Plain Language Summary

Wood is made up of three main components: cellulose, lignin and hemicellulose. Layers of cellulose and hemicellulose make up the walls of plant fibres. Lignin is deposited into this mixture and solidifies it, much like the cement surrounding metal rods in reinforced concrete. Cellulose and lignin are the two most abundant organic components on Earth.

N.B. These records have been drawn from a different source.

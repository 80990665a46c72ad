//! Duration Resolver
//!
//! Turns the duration token of a step line into a [`Duration`]:
//!
//! - `lap-button` (any case)
//! - `mm:ss` where minutes may run past 59 (`225:00` is 3h45m)
//! - `<number><unit>` with unit `km`, `mi`, `m` (also `kilometers`,
//!   `miles`, `meters`, `yd`, `yds`)

use once_cell::sync::Lazy;
use regex::Regex;

use super::error::ParseError;
use super::model::{Duration, METERS_PER_MILE, METERS_PER_YARD};

static CLOCK_RE: Lazy<Regex> =
    Lazy::new(|| Regex::new(r"^(\d+):(\d{2})$").expect("clock pattern is valid"));

static DISTANCE_RE: Lazy<Regex> = Lazy::new(|| {
    Regex::new(r"(?i)^(\d+(?:\.\d+)?)\s*(km|kilometers|mi|miles|m|meters|yds|yd)$")
        .expect("distance pattern is valid")
});

/// Parses `mm:ss` into whole seconds.
///
/// Shared with the target resolver, where pace bounds use the same shape.
pub(crate) fn clock_to_seconds(token: &str) -> Result<u32, &'static str> {
    let caps = CLOCK_RE.captures(token).ok_or("expected mm:ss")?;

    let minutes: u32 = caps[1].parse().map_err(|_| "minutes out of range")?;
    let seconds: u32 = caps[2].parse().map_err(|_| "seconds out of range")?;

    if seconds >= 60 {
        return Err("seconds must be below 60");
    }

    minutes
        .checked_mul(60)
        .and_then(|m| m.checked_add(seconds))
        .ok_or("minutes out of range")
}

/// Resolves a trimmed duration token.
///
/// # Example
///
/// ```
/// use planparse::workout::{resolve_duration, Duration};
///
/// assert_eq!(resolve_duration("30:00").unwrap(), Duration::Timed { seconds: 1800 });
/// assert_eq!(resolve_duration("46km").unwrap(), Duration::Distance { meters: 46000.0 });
/// assert_eq!(resolve_duration("lap-button").unwrap(), Duration::LapButton);
/// ```
pub fn resolve_duration(token: &str) -> Result<Duration, ParseError> {
    let token = token.trim();

    if token.is_empty() {
        return Err(ParseError::duration(token, "missing duration"));
    }

    if token.eq_ignore_ascii_case("lap-button") {
        return Ok(Duration::LapButton);
    }

    if token.contains(':') {
        let seconds =
            clock_to_seconds(token).map_err(|reason| ParseError::duration(token, reason))?;
        if seconds == 0 {
            return Err(ParseError::duration(token, "duration must be positive"));
        }
        return Ok(Duration::Timed { seconds });
    }

    let caps = DISTANCE_RE
        .captures(token)
        .ok_or_else(|| ParseError::duration(token, "unrecognized duration"))?;

    let value: f64 = caps[1]
        .parse()
        .map_err(|_| ParseError::duration(token, "invalid number"))?;

    let factor = match caps[2].to_lowercase().as_str() {
        "km" | "kilometers" => 1000.0,
        "mi" | "miles" => METERS_PER_MILE,
        "m" | "meters" => 1.0,
        _ => METERS_PER_YARD,
    };

    let meters = value * factor;
    if meters <= 0.0 || !meters.is_finite() {
        return Err(ParseError::duration(token, "distance must be positive"));
    }

    Ok(Duration::Distance { meters })
}
//! Line Tokenizer
//!
//! Splits a cell into logical lines, each tagged with its nesting depth
//! and classified by shape. Keywords are not checked here; the step parser
//! maps them to step kinds.

use log::debug;

use super::error::ParseError;

/// Shape of one non-blank cell line.
#[derive(Debug, Clone, PartialEq)]
pub enum LineKind {
    /// `running: Easy Recovery`
    Header { workout_type: String, name: String },

    /// `- run: 3:00 @z4; hold form`
    Step {
        keyword: String,
        duration: String,
        target: Option<String>,
        note: Option<String>,
    },

    /// `- repeat: 5`
    RepeatOpen { count: u32, note: Option<String> },

    /// `- note: Strong but controlled effort`
    Note { text: String },
}

/// A classified line with its position and depth.
#[derive(Debug, Clone, PartialEq)]
pub struct LogicalLine {
    /// 1-based line number in the raw cell text
    pub number: usize,
    pub depth: usize,
    /// The line as written, trailing whitespace removed
    pub raw: String,
    pub kind: LineKind,
}

/// Computes the nesting depth from leading whitespace.
///
/// A tab counts as one full level.
pub fn indent_depth(line: &str, indent_width: usize) -> usize {
    let width = indent_width.max(1);
    let columns: usize = line
        .chars()
        .take_while(|c| c.is_whitespace())
        .map(|c| if c == '\t' { width } else { 1 })
        .sum();
    columns / width
}

/// Splits off the text after the first `;` as an inline note.
fn split_note(text: &str) -> (&str, Option<String>) {
    match text.split_once(';') {
        Some((head, note)) => {
            let note = note.trim();
            (head.trim(), (!note.is_empty()).then(|| note.to_string()))
        }
        None => (text.trim(), None),
    }
}

/// Removes one pair of matching surrounding quotes.
fn strip_quotes(text: &str) -> &str {
    for quote in ['"', '\''] {
        if text.len() >= 2 && text.starts_with(quote) && text.ends_with(quote) {
            return &text[1..text.len() - 1];
        }
    }
    text
}

fn classify_header(number: usize, line: &str) -> Result<LineKind, ParseError> {
    let content = line.trim();

    if content.starts_with('-') {
        return Err(ParseError::malformed(
            number,
            line,
            "cell must start with a 'type: name' header",
        ));
    }

    let (workout_type, name) = content.split_once(':').ok_or_else(|| {
        ParseError::malformed(number, line, "header needs a ':' between type and name")
    })?;

    Ok(LineKind::Header {
        workout_type: workout_type.trim().to_string(),
        name: name.trim().to_string(),
    })
}

fn classify_body(number: usize, line: &str) -> Result<LineKind, ParseError> {
    let content = line.trim();

    let Some(rest) = content.strip_prefix('-') else {
        let reason = if content.contains(':') {
            "header is only allowed on the first line"
        } else {
            "expected '- keyword: value'"
        };
        return Err(ParseError::malformed(number, line, reason));
    };

    let (keyword, value) = rest
        .split_once(':')
        .ok_or_else(|| ParseError::malformed(number, line, "missing ':' after keyword"))?;

    let keyword = keyword.trim().to_lowercase();
    if keyword.is_empty() {
        return Err(ParseError::malformed(number, line, "missing keyword"));
    }

    match keyword.as_str() {
        "note" => {
            let text = strip_quotes(value.trim()).trim();
            if text.is_empty() {
                return Err(ParseError::malformed(number, line, "note has no text"));
            }
            Ok(LineKind::Note {
                text: text.to_string(),
            })
        }
        "repeat" => {
            let (count, note) = split_note(value);
            let count = count
                .parse::<u32>()
                .ok()
                .filter(|c| *c > 0)
                .ok_or_else(|| {
                    ParseError::malformed(number, line, "repeat count must be a positive integer")
                })?;
            Ok(LineKind::RepeatOpen { count, note })
        }
        _ => {
            let (body, note) = split_note(value);
            let (duration, target) = match body.split_once('@') {
                Some((duration, target)) => (duration.trim(), Some(target.trim().to_string())),
                None => (body, None),
            };
            Ok(LineKind::Step {
                keyword,
                duration: duration.to_string(),
                target,
                note,
            })
        }
    }
}

/// Tokenizes a cell into logical lines.
///
/// The first non-blank line must be the header; blank lines are dropped.
/// Any line matching no known shape fails the whole cell.
pub fn tokenize(text: &str, indent_width: usize) -> Result<Vec<LogicalLine>, ParseError> {
    let mut lines = Vec::new();

    for (index, raw) in text.lines().enumerate() {
        let raw = raw.trim_end();
        if raw.trim().is_empty() {
            continue;
        }

        let number = index + 1;
        let kind = if lines.is_empty() {
            classify_header(number, raw)?
        } else {
            classify_body(number, raw)?
        };

        let depth = indent_depth(raw, indent_width);
        debug!("line {} depth {}: {:?}", number, depth, kind);

        lines.push(LogicalLine {
            number,
            depth,
            raw: raw.to_string(),
            kind,
        });
    }

    Ok(lines)
}

#[cfg(test)]
mod tests {
    use super::*;

    #[test]
    fn test_indent_depth() {
        assert_eq!(indent_depth("- warmup: 15:00", 2), 0);
        assert_eq!(indent_depth("  - run: 2:00", 2), 1);
        assert_eq!(indent_depth("    - run: 2:00", 2), 2);
        assert_eq!(indent_depth("\t- run: 2:00", 2), 1);
        assert_eq!(indent_depth("   - run: 2:00", 2), 1);
        assert_eq!(indent_depth("    - run: 2:00", 4), 1);
    }

    #[test]
    fn test_header_and_step() {
        let lines = tokenize("running: Easy Run\n- run: 30:00 @z1", 2).unwrap();

        assert_eq!(lines.len(), 2);
        assert_eq!(
            lines[0].kind,
            LineKind::Header {
                workout_type: "running".to_string(),
                name: "Easy Run".to_string()
            }
        );
        assert_eq!(
            lines[1].kind,
            LineKind::Step {
                keyword: "run".to_string(),
                duration: "30:00".to_string(),
                target: Some("z1".to_string()),
                note: None
            }
        );
    }

    #[test]
    fn test_step_with_inline_note() {
        let lines = tokenize("running: X\n- Warmup: 15:00 @z2; Easy pace, loosen up", 2).unwrap();

        assert_eq!(
            lines[1].kind,
            LineKind::Step {
                keyword: "warmup".to_string(),
                duration: "15:00".to_string(),
                target: Some("z2".to_string()),
                note: Some("Easy pace, loosen up".to_string())
            }
        );
    }

    #[test]
    fn test_inline_note_keeps_later_semicolons_and_at_signs() {
        let lines = tokenize("running: X\n- run: 5km; hold @ 4:30; no faster", 2).unwrap();

        match &lines[1].kind {
            LineKind::Step { duration, target, note, .. } => {
                assert_eq!(duration, "5km");
                assert!(target.is_none());
                assert_eq!(note.as_deref(), Some("hold @ 4:30; no faster"));
            }
            other => panic!("unexpected kind {:?}", other),
        }
    }

    #[test]
    fn test_repeat_and_note_lines() {
        let text = "running: X\n- repeat: 5\n  - run: 3:00\n  - note: \"Strong effort\"";
        let lines = tokenize(text, 2).unwrap();

        assert_eq!(lines[1].kind, LineKind::RepeatOpen { count: 5, note: None });
        assert_eq!(lines[2].depth, 1);
        assert_eq!(
            lines[3].kind,
            LineKind::Note {
                text: "Strong effort".to_string()
            }
        );
    }

    #[test]
    fn test_blank_lines_dropped_but_numbered() {
        let lines = tokenize("\nrunning: X\n\n   \n- run: 10:00\n", 2).unwrap();

        assert_eq!(lines.len(), 2);
        assert_eq!(lines[0].number, 2);
        assert_eq!(lines[1].number, 5);
    }

    #[test]
    fn test_missing_header() {
        let err = tokenize("- run: 46km", 2).unwrap_err();
        assert!(matches!(err, ParseError::MalformedLine { line: 1, .. }));

        let err = tokenize("Easy Run", 2).unwrap_err();
        assert!(matches!(err, ParseError::MalformedLine { line: 1, .. }));
    }

    #[test]
    fn test_second_header_is_malformed() {
        let err = tokenize("running: A\nrunning: B", 2).unwrap_err();
        assert_eq!(
            err,
            ParseError::MalformedLine {
                line: 2,
                text: "running: B".to_string(),
                reason: "header is only allowed on the first line"
            }
        );
    }

    #[test]
    fn test_malformed_body_lines() {
        for body in ["- run 30:00", "-: 30:00", "just text", "- note:", "- repeat: x", "- repeat: 0"] {
            let text = format!("running: X\n{}", body);
            let err = tokenize(&text, 2).unwrap_err();
            assert!(
                matches!(err, ParseError::MalformedLine { line: 2, .. }),
                "{}: {:?}",
                body,
                err
            );
        }
    }

    #[test]
    fn test_repeat_inline_note() {
        let lines = tokenize("running: X\n- repeat: 3; hill reps", 2).unwrap();
        assert_eq!(
            lines[1].kind,
            LineKind::RepeatOpen {
                count: 3,
                note: Some("hill reps".to_string())
            }
        );
    }
}
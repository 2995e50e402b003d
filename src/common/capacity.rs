use super::{
    error::{QRError, QRResult},
    metadata::Strength,
};

// Capacity
//------------------------------------------------------------------------------

// Byte mode capacity of a version 40 symbol at each strength
pub const MAX_BYTES_LOW: usize = 2953;
pub const MAX_BYTES_MEDIUM: usize = 2331;
pub const MAX_BYTES_HIGH: usize = 1663;
pub const MAX_BYTES_HIGHEST: usize = 1273;

/// Maximum payload, in UTF-8 bytes, that fits the largest symbol at `strength`.
pub const fn max_bytes(strength: Strength) -> usize {
    match strength {
        Strength::Low => MAX_BYTES_LOW,
        Strength::Medium => MAX_BYTES_MEDIUM,
        Strength::High => MAX_BYTES_HIGH,
        Strength::Highest => MAX_BYTES_HIGHEST,
    }
}

/// Fails with [`QRError::DataTooLarge`] when `text` cannot fit any symbol at `strength`.
pub fn check_capacity(text: &str, strength: Strength) -> QRResult<()> {
    let attempted = text.len();
    let limit = max_bytes(strength);
    if attempted > limit {
        return Err(QRError::DataTooLarge { attempted, limit, strength });
    }
    Ok(())
}
use std::fmt::{Display, Error, Formatter};
use std::str::FromStr;

// Strength
//------------------------------------------------------------------------------

/// Error correction strength of a symbol.
///
/// Variants are ordered by increasing redundancy, so `Low < Medium < High < Highest`.
/// Each maps onto one of the four QR error correction levels:
///
/// | Strength  | QR level | Recoverable codewords |
/// |-----------|----------|-----------------------|
/// | `Low`     | L        | ~7%                   |
/// | `Medium`  | M        | ~15%                  |
/// | `High`    | Q        | ~25%                  |
/// | `Highest` | H        | ~30%                  |
#[derive(Debug, Default, PartialEq, Eq, Copy, Clone, PartialOrd, Ord, Hash)]
pub enum Strength {
    Low,
    #[default]
    Medium,
    High,
    Highest,
}

impl Strength {
    /// Strengths tried, in order, when the caller does not pin one.
    pub const LADDER: [Strength; 3] = [Strength::Medium, Strength::High, Strength::Highest];

    pub const ALL: [Strength; 4] =
        [Strength::Low, Strength::Medium, Strength::High, Strength::Highest];

    /// Lowercase name, as accepted by [`FromStr`] and printed by the CLI.
    pub const fn name(self) -> &'static str {
        match self {
            Self::Low => "low",
            Self::Medium => "medium",
            Self::High => "high",
            Self::Highest => "highest",
        }
    }

    /// Approximate share of the symbol devoted to redundancy, in percent.
    pub const fn redundancy(self) -> u8 {
        match self {
            Self::Low => 7,
            Self::Medium => 15,
            Self::High => 25,
            Self::Highest => 30,
        }
    }
}

impl Display for Strength {
    fn fmt(&self, f: &mut Formatter) -> Result<(), Error> {
        let name = match *self {
            Self::Low => "Low",
            Self::Medium => "Medium",
            Self::High => "High",
            Self::Highest => "Highest",
        };
        f.write_str(name)
    }
}

/// Returned when a strength name is not one of `low`, `medium`, `high`, `highest`.
#[derive(Debug, PartialEq, Eq, Clone, thiserror::Error)]
#[error("invalid recovery level {0:?}, must be: low, medium, high, highest")]
pub struct ParseStrengthError(String);

impl FromStr for Strength {
    type Err = ParseStrengthError;

    fn from_str(s: &str) -> Result<Self, Self::Err> {
        match s.to_ascii_lowercase().as_str() {
            "low" => Ok(Self::Low),
            "medium" => Ok(Self::Medium),
            "high" => Ok(Self::High),
            "highest" => Ok(Self::Highest),
            _ => Err(ParseStrengthError(s.to_string())),
        }
    }
}
use std::slice;

use tracing::{debug, info, warn};

use super::{
    artifact::EncodedArtifact,
    render::{check_size, Encoder},
};
use crate::{
    common::{
        capacity::{check_capacity, max_bytes},
        error::{QRError, QRResult},
        metadata::Strength,
    },
    reader::{Decoder, Verifier},
};

// Escalation
//------------------------------------------------------------------------------

/// Encodes `text` and proves the result reads back before returning it.
///
/// With `Some(strength)` the strength is pinned: one attempt, and its failure
/// is returned as is. With `None` the strengths of [`Strength::LADDER`] are
/// tried in order until one round trips. Low is never tried. If every attempt
/// fails, the failure of the strongest attempt is returned.
///
/// Oversized input fails with [`QRError::DataTooLarge`], and a size above
/// [`MAX_SIZE`](super::MAX_SIZE) with [`EncodeError::SizeTooLarge`], before
/// the encoder is ever invoked.
///
/// [`EncodeError::SizeTooLarge`]: crate::EncodeError::SizeTooLarge
pub fn encode_verified<E: Encoder, D: Decoder>(
    text: &str,
    strength: Option<Strength>,
    size: u32,
    encoder: &E,
    decoder: &D,
) -> QRResult<EncodedArtifact> {
    let ladder: &[Strength] = match &strength {
        Some(s) => slice::from_ref(s),
        None => &Strength::LADDER,
    };

    check_capacity(text, ladder[0])?;
    check_size(size, size)?;

    let verifier = Verifier::new(decoder);
    let mut last_err = None;

    for &s in ladder {
        // Capacity only shrinks from here on
        if check_capacity(text, s).is_err() {
            let bytes = text.len();
            debug!(strength = %s, bytes, "Payload exceeds capacity, stopping escalation");
            break;
        }

        match attempt(text, s, size, encoder, &verifier) {
            Ok(art) => {
                info!(strength = %s, size, version = ?art.version(), "QR generated and verified");
                return Ok(art);
            }
            Err(e) if strength.is_none() && e.is_retryable() => {
                warn!(strength = %s, error = %e, "Attempt failed");
                last_err = Some(e);
            }
            Err(e) => return Err(e),
        }
    }

    // The first step always passes the capacity check, so some attempt failed
    Err(last_err.unwrap_or_else(|| QRError::DataTooLarge {
        attempted: text.len(),
        limit: max_bytes(ladder[0]),
        strength: ladder[0],
    }))
}

fn attempt<E: Encoder, D: Decoder>(
    text: &str,
    strength: Strength,
    size: u32,
    encoder: &E,
    verifier: &Verifier<D>,
) -> QRResult<EncodedArtifact> {
    debug!(strength = %strength, size, "Generating QR...");
    let raster = encoder.encode(text, strength, size, size)?;

    verifier.verify(&raster.png, text, strength)?;

    Ok(EncodedArtifact::build(raster.png, text, strength, size, raster.version))
}
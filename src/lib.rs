//! # qrverify
//!
//! Verified QR code generation. Every QR code this crate hands back has already been decoded
//! and compared byte for byte against its input, so a returned image is known to read back as
//! the exact original text.
//!
//! ## Features
//!
//! - **Verified encoding**: Each generated PNG is decoded again before it is returned
//! - **Automatic escalation**: When no strength is pinned, a code that fails to verify is
//!   regenerated at a stronger error correction level (Medium, then High, then Highest)
//! - **Capacity checks**: Oversized input is rejected up front, with the attempted size and
//!   the limit in the error
//! - **Standalone verification**: Check QR code images produced anywhere else
//! - **Safe errors**: Verification failures never print the payload unless asked to
//!
//! ## Quick Start
//!
//! ### Simple QR Code Generation
//!
//! ```rust
//! use qrverify::QRBuilder;
//!
//! # fn main() -> Result<(), Box<dyn std::error::Error>> {
//! // Starts at Medium and escalates if the code does not read back
//! let qr = QRBuilder::new("Hello, World!").build()?;
//!
//! assert!(qr.image().starts_with(&qrverify::PNG_SIGNATURE));
//! println!("Verified at {} recovery", qr.strength());
//! # Ok(())
//! # }
//! ```
//!
//! ### Full Configuration
//!
//! ```rust
//! use qrverify::{QRBuilder, Strength};
//!
//! # fn main() -> Result<(), Box<dyn std::error::Error>> {
//! let qr = QRBuilder::new("https://example.com")
//!     .strength(Strength::High) // Pinned: tried once, never escalated
//!     .size(512)                // Image width and height in pixels, defaults to 256
//!     .build()?;
//!
//! assert_eq!(qr.strength(), Strength::High);
//! println!("QR metadata: {}", qr.metadata());
//! # Ok(())
//! # }
//! ```
//!
//! ### Verifying an Existing QR Code
//!
//! ```rust,no_run
//! # fn main() -> Result<(), Box<dyn std::error::Error>> {
//! let png = std::fs::read("qr.png")?;
//! match qrverify::verify(&png, "expected data") {
//!     Ok(()) => println!("Verification passed"),
//!     Err(e) => println!("Verification failed: {e}"),
//! }
//! # Ok(())
//! # }
//! ```
//!
//! ## Strengths
//!
//! - **Low**: ~7% error correction, up to 2953 bytes
//! - **Medium**: ~15% error correction, up to 2331 bytes (default starting point)
//! - **High**: ~25% error correction, up to 1663 bytes
//! - **Highest**: ~30% error correction, up to 1273 bytes
//!
//! ## Errors
//!
//! Every failure is a [`QRError`]: the input was too large, the encoder failed, no readable
//! symbol was found, or a symbol was read but said something else. The `Display` form of a
//! mismatch only reports lengths; [`QRError::detail`] includes the content.

pub mod builder;
pub(crate) mod common;
pub mod reader;

pub use builder::{encode, EncodedArtifact, QRBuilder, DEFAULT_SIZE, MAX_SIZE};
pub use common::capacity::{
    check_capacity, max_bytes, MAX_BYTES_HIGH, MAX_BYTES_HIGHEST, MAX_BYTES_LOW, MAX_BYTES_MEDIUM,
};
pub use common::error::{DecodeError, EncodeError, MismatchError, QRError, QRResult};
pub use common::metadata::{ParseStrengthError, Strength};
pub use reader::{decode, decode_png, verify, PNG_SIGNATURE};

This research served to identify the genes that control the production of the enzymes responsible for synthesizing these two compounds in white spruce. Using these genes, researchers will be able to develop markers that will serve to identify the attributes of the fibre and thus anticipate the quality of the wood. These markers will accelerate the genetic improvement of trees by making it possible to determine fibre quality at the molecular level rather than waiting until maturity. These results can be applied to all species of spruce. These observations correspond to those already made regarding other species whose genetic composition is known (poplar and rockcress).